Monday, August 27, 2007

Mother Teresa and Faith

So, maybe I'm a few days late on this, but I couldn't let it pass without commenting on it.

I heard a piece on the radio Thursday evening. Then I saw the same story, but from a different angle on the Today show. Since have heard it several times, but nothing has been as meaningful (or accurate from a faith perspective) as the first one that I heard.

It’s about Mother Teresa what many are calling her “crisis of faith.” Some even implying that she had no faith (Bill Maher!) That’s not what I hear in her writings. Here is a link to the radio piece that I heard—it really explains it better than anything that I have heard.

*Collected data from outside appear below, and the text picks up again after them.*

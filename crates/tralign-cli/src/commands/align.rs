use std::path::{Path, PathBuf};

use anyhow::{Context, Result};
use tralign_core::{codec, fasta, input, FastaRecord};
use tralign_model::{check_context_budget, AlignmentModel, DecodeBounds, Device};

use super::refine;

pub struct AlignArgs {
    pub input: PathBuf,
    pub model_dir: Option<PathBuf>,
    pub data_dir: Option<PathBuf>,
    pub output: Option<PathBuf>,
    pub num_seqs: usize,
    pub beam: usize,
    pub cpu: bool,
    pub verbose: bool,
    pub refine: bool,
    pub aligner: String,
}

/// Directory the pretrained checkpoints are expected in when none is given.
fn default_model_dir(num_seqs: usize) -> PathBuf {
    match num_seqs {
        10 => PathBuf::from("checkpoints_amino"),
        n => PathBuf::from(format!("checkpoints_amino_{n}seq")),
    }
}

/// Companion data directory holding the tokenizers.
fn default_data_dir(num_seqs: usize) -> PathBuf {
    match num_seqs {
        10 => PathBuf::from("data-bin-amino-processed"),
        n => PathBuf::from(format!("data-bin-amino-{n}seq-processed")),
    }
}

/// Output path derived from the input when none is given.
fn default_output(input: &Path, num_seqs: usize) -> PathBuf {
    let stem = input.with_extension("");
    let suffix = match num_seqs {
        10 => "_aligned.fasta".to_string(),
        n => format!("_aligned_{n}seq.fasta"),
    };
    let mut name = stem.into_os_string();
    name.push(suffix);
    PathBuf::from(name)
}

pub fn execute(args: AlignArgs) -> Result<()> {
    let model_dir = args
        .model_dir
        .unwrap_or_else(|| default_model_dir(args.num_seqs));
    let data_dir = args
        .data_dir
        .unwrap_or_else(|| default_data_dir(args.num_seqs));
    let output = args
        .output
        .unwrap_or_else(|| default_output(&args.input, args.num_seqs));

    let prepared = input::prepare(&args.input, args.num_seqs)?;
    if prepared.working_path != args.input {
        println!(
            "[INFO] Detected .tfa file. Converted: {} -> {}",
            args.input.display(),
            prepared.working_path.display()
        );
    }
    if let Some(audit) = &prepared.audit_copy {
        println!(
            "[INFO] The input held more than {} sequences. Only the first {} will be used.",
            args.num_seqs, args.num_seqs
        );
        println!("[INFO] Copy of the used sequences written to: {}", audit.display());
    }

    let seqs: Vec<&str> = prepared.records.iter().map(|r| r.seq.as_str()).collect();
    let source = codec::format_source(&seqs);
    let total_residues: usize = prepared.records.iter().map(|r| r.len()).sum();
    if args.verbose {
        println!("Model input: {source}");
    }
    println!("Total residues to align: {total_residues}");

    let device = if args.cpu {
        Device::Cpu
    } else {
        tralign_model::best_device()?
    };
    println!("Using {} for inference.", tralign_model::describe(&device));

    println!("Loading model from {}...", model_dir.display());
    let mut model = AlignmentModel::load(&model_dir, &data_dir, device)?;

    let num_tokens = source.split_whitespace().count();
    check_context_budget(num_tokens, model.max_positions(), args.num_seqs)?;

    println!("Aligning (this may take some time)...");
    let bounds = DecodeBounds::for_residues(total_residues);
    let translated = model
        .translate(&source, args.beam, bounds)
        .context("decode failed")?;

    let out = codec::deinterleave(&translated, args.num_seqs);
    if out.dropped > 0 {
        eprintln!(
            "Warning: the model produced a token count that is not a multiple of {}; \
             {} trailing tokens were dropped and the alignment may be incomplete.",
            args.num_seqs, out.dropped
        );
    }

    let aligned: Vec<FastaRecord> = prepared
        .records
        .iter()
        .zip(out.rows)
        .map(|(record, row)| FastaRecord {
            id: record.id.clone(),
            desc: record.desc.clone(),
            seq: row,
        })
        .collect();
    fasta::write_fasta(&output, &aligned)
        .with_context(|| format!("failed to write {}", output.display()))?;

    println!("Alignment completed!");
    println!("Result saved in: {}", output.display());

    if args.refine {
        let mut name = output.with_extension("").into_os_string();
        name.push(".refined.fasta");
        let refined = PathBuf::from(name);
        refine::execute(&prepared.working_path, &refined, &args.aligner)?;
    }

    Ok(())
}

#[cfg(test)]
mod tests {
    use super::*;

    #[test]
    fn default_paths_follow_sequence_count() {
        assert_eq!(default_model_dir(10), PathBuf::from("checkpoints_amino"));
        assert_eq!(
            default_model_dir(5),
            PathBuf::from("checkpoints_amino_5seq")
        );
        assert_eq!(
            default_data_dir(10),
            PathBuf::from("data-bin-amino-processed")
        );
        assert_eq!(
            default_data_dir(5),
            PathBuf::from("data-bin-amino-5seq-processed")
        );
    }

    #[test]
    fn default_output_derives_from_input_stem() {
        assert_eq!(
            default_output(Path::new("test.tfa"), 10),
            PathBuf::from("test_aligned.fasta")
        );
        assert_eq!(
            default_output(Path::new("dir/test.fasta"), 5),
            PathBuf::from("dir/test_aligned_5seq.fasta")
        );
    }
}
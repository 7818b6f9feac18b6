pub mod align;
pub mod convert;
pub mod dataset;
pub mod refine;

http://www.npr.org/templates/story/story.php?storyId=13903581

I thought about what you had said about not “feeling” God. When I read your first email, I immediately thought of what St. John of the Cross called, “The Dark Night of the Soul” which is that feeling of desolation when we aren’t “feeling” God’s presence. Many very faithful persons experience this and most people of faith have doubts. To me, learning that Mother Teresa felt this way for a very long time, shows that even those who are most faithful wrestle with this sense of “feeling” God.

There have been times in my life when God has felt very far away from me. I particularly felt this way when struggling with the grief over my parents deaths with cancer. I went through a very long time of struggle and desolation. What speaks to me most from scripture is actually the book of Job—Job’s faith in God even in the face of adversity. Believing in God, even when everything around him seems to say that God isn’t there, shows Job’s steadfast faithfulness which is actually a better translation of the word that most people have thought of as “patience."

How I desire to have the steadfast faithfulness of Job!